Der Wunsch sollte so frühzeitig wie möglich geäußert werden, damit er von den Behörden im Verwaltungsverfahren berücksichtigt werden kann. Eine bestimmte Form ist hierbei nicht einzuhalten. Die Behörden müssen erkennen können, dass die Berechtigten eine besondere Form der Zugänglichmachung wünschen. Der Wunsch wird grundsätzlich nur im laufenden Verwaltungsverfahren berücksichtigt und ist daher in weiteren Verfahren erneut zu äußern. Den Behörden wird empfohlen, auf den Anspruch der Berechtigten nach § 6 Abs. 1 Satz 2 LGGBehM in Bescheiden und bei Veröffentlichungen (z. B. auf der Homepage) hinzuweisen.
Soweit möglich, sollen den Berechtigten die Dokumente gleichzeitig mit der Bekanntgabe des Originals in Normalschrift auch in der für sie wahrnehmbaren Form zugänglich gemacht werden. Für die Rechtswirkungen von Dokumenten ist die Bekanntgabe des Originals in Normalschrift maßgebend, so dass Fristen damit zu laufen beginnen. Bei unverschuldeter Fristversäumung kommt eine Wiedereinsetzung in den vorigen Stand in Betracht.
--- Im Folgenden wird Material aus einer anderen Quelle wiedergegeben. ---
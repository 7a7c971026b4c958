/*
 * uri.rs
 * Copyright (C) 2026 Chris Burdess
 *
 * This file is part of Sockhttp, a minimal HTTP/1.1 client over raw sockets.
 *
 * Sockhttp is free software: you can redistribute it and/or modify
 * it under the terms of the GNU General Public License as published by
 * the Free Software Foundation, either version 3 of the License, or
 * (at your option) any later version.
 *
 * Sockhttp is distributed in the hope that it will be useful,
 * but WITHOUT ANY WARRANTY; without even the implied warranty of
 * MERCHANTABILITY or FITNESS FOR A PARTICULAR PURPOSE.  See the
 * GNU General Public License for more details.
 *
 * You should have received a copy of the GNU General Public License
 * along with Sockhttp.  If not, see <http://www.gnu.org/licenses/>.
 */

//! Request URLs: http and https only. Splits a URL into what the transport needs
//! (host, port, TLS or not) and what the request line needs (path and query),
//! resolves redirect `Location` values, and form-encodes bodies.

use percent_encoding::{utf8_percent_encode, AsciiSet, NON_ALPHANUMERIC};
use url::{Host, Url};

use crate::error::{Error, Result};
use crate::protocol::http::FieldMap;

/// application/x-www-form-urlencoded: keep unreserved `-_.~` and alphanumerics.
/// Space is handled separately (encoded as `+`).
const FORM_COMPONENT: &AsciiSet = &NON_ALPHANUMERIC
    .remove(b'-')
    .remove(b'_')
    .remove(b'.')
    .remove(b'~');

/// URL scheme understood by the client.
#[derive(Debug, Clone, Copy, PartialEq, Eq)]
pub enum Scheme {
    Http,
    Https,
}

impl Scheme {
    pub fn default_port(self) -> u16 {
        match self {
            Scheme::Http => 80,
            Scheme::Https => 443,
        }
    }

    pub fn is_secure(self) -> bool {
        self == Scheme::Https
    }
}

/// Where and what to request for one hop.
#[derive(Debug, Clone, PartialEq, Eq)]
pub struct Target {
    pub scheme: Scheme,
    /// Host to connect to (IPv6 literals without brackets). Also the TLS server name.
    pub host: String,
    pub port: u16,
    /// Value of the `Host` header: host, plus `:port` when not the scheme default.
    pub authority: String,
    /// Request-target: path (never empty) and `?query` if present.
    pub path: String,
}

impl Target {
    pub fn from_url(url: &Url) -> Result<Self> {
        let scheme = match url.scheme() {
            "http" => Scheme::Http,
            "https" => Scheme::Https,
            other => return Err(Error::invalid(format!("unsupported URL scheme: {}", other))),
        };
        let (host, host_for_header) = match url.host() {
            Some(Host::Domain(d)) if !d.is_empty() => (d.to_string(), d.to_string()),
            Some(Host::Ipv4(ip)) => (ip.to_string(), ip.to_string()),
            Some(Host::Ipv6(ip)) => (ip.to_string(), format!("[{}]", ip)),
            _ => return Err(Error::invalid(format!("URL has no host: {}", url))),
        };
        let port = url.port().unwrap_or_else(|| scheme.default_port());
        let authority = if port == scheme.default_port() {
            host_for_header
        } else {
            format!("{}:{}", host_for_header, port)
        };
        let mut path = url.path().to_string();
        if path.is_empty() {
            path.push('/');
        }
        if let Some(query) = url.query() {
            path.push('?');
            path.push_str(query);
        }
        Ok(Self {
            scheme,
            host,
            port,
            authority,
            path,
        })
    }
}

/// Parse and validate a caller-supplied absolute URL.
pub fn parse_url(raw: &str) -> Result<Url> {
    let url = Url::parse(raw.trim())
        .map_err(|e| Error::invalid(format!("invalid URL {:?}: {}", raw, e)))?;
    Target::from_url(&url)?;
    Ok(url)
}

/// Resolve a redirect `Location` value against the URL of the request that produced it.
/// Absolute values replace the URL; relative values inherit scheme and authority.
pub fn resolve_location(current: &Url, location: &str) -> Result<Url> {
    let location = location.trim();
    if location.is_empty() {
        return Err(Error::decode("empty Location header"));
    }
    current
        .join(location)
        .map_err(|e| Error::decode(format!("invalid Location {:?}: {}", location, e)))
}

/// Form-encode one name or value.
pub fn encode_form_component(s: &str) -> String {
    s.split(' ')
        .map(|part| utf8_percent_encode(part, FORM_COMPONENT).to_string())
        .collect::<Vec<_>>()
        .join("+")
}

/// Form-encode pairs as `k1=v1&k2=v2` in map order.
pub fn form_urlencode(fields: &FieldMap) -> String {
    fields
        .iter()
        .map(|(k, v)| format!("{}={}", encode_form_component(k), encode_form_component(v)))
        .collect::<Vec<_>>()
        .join("&")
}
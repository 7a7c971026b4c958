/*
 * params.rs
 * Copyright (C) 2026 Chris Burdess
 *
 * This file is part of Sockhttp, a minimal HTTP/1.1 client over raw sockets.
 *
 * Sockhttp is free software: you can redistribute it and/or modify
 * it under the terms of the GNU General Public License as published by
 * the Free Software Foundation, either version 3 of the License, or
 * (at your option) any later version.
 *
 * Sockhttp is distributed in the hope that it will be useful,
 * but WITHOUT ANY WARRANTY; without even the implied warranty of
 * MERCHANTABILITY or FITNESS FOR A PARTICULAR PURPOSE.  See the
 * GNU General Public License for more details.
 *
 * You should have received a copy of the GNU General Public License
 * along with Sockhttp.  If not, see <http://www.gnu.org/licenses/>.
 */

//! Header and cookie strings from the command line: `"k1:v1;k2=v2"`.
//! Pairs are separated by `;`; a pair splits on `:` when it has one, else on `=`.

use crate::error::{Error, Result};
use crate::protocol::http::FieldMap;

/// Parse a parameter string into an ordered map. Blank input gives an empty map.
pub fn parse_params(raw: &str) -> Result<FieldMap> {
    let mut out = FieldMap::new();
    for pair in raw.trim().split(';') {
        if pair.trim().is_empty() {
            continue;
        }
        let sep = if pair.contains(':') { ':' } else { '=' };
        let parts: Vec<&str> = pair.split(sep).map(str::trim).collect();
        match parts.as_slice() {
            [key, value] if !key.is_empty() => {
                out.insert(*key, *value);
            }
            _ => return Err(Error::invalid(format!("invalid pair format: {}", pair.trim()))),
        }
    }
    Ok(out)
}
In Anbetracht der Höhe der Kosten erscheint die Ausstattung aller Dienststellen, beispielsweise mit der notwendigen Hard- und Software für den Braille-Druck, nicht wirtschaftlich, weil die Inanspruchnahme des einzelnen Druckers eher gering sein wird. Bereits ausgestattete Dienststellen sollten diese Druckausgaben als Dienstleistung für andere Dienststellen anbieten. Bei Bedarf stehen unter Umständen auch die bereits beim Landesamt für Soziales, Jugend und Versorgung (siehe Schlusswort) vorgehaltenen Braille-Drucker zur Verfügung. Den Berechtigten entstehen durch die besonderen Formen, in denen ihnen Dokumente zugänglich gemacht werden, keine zusätzlichen Kosten.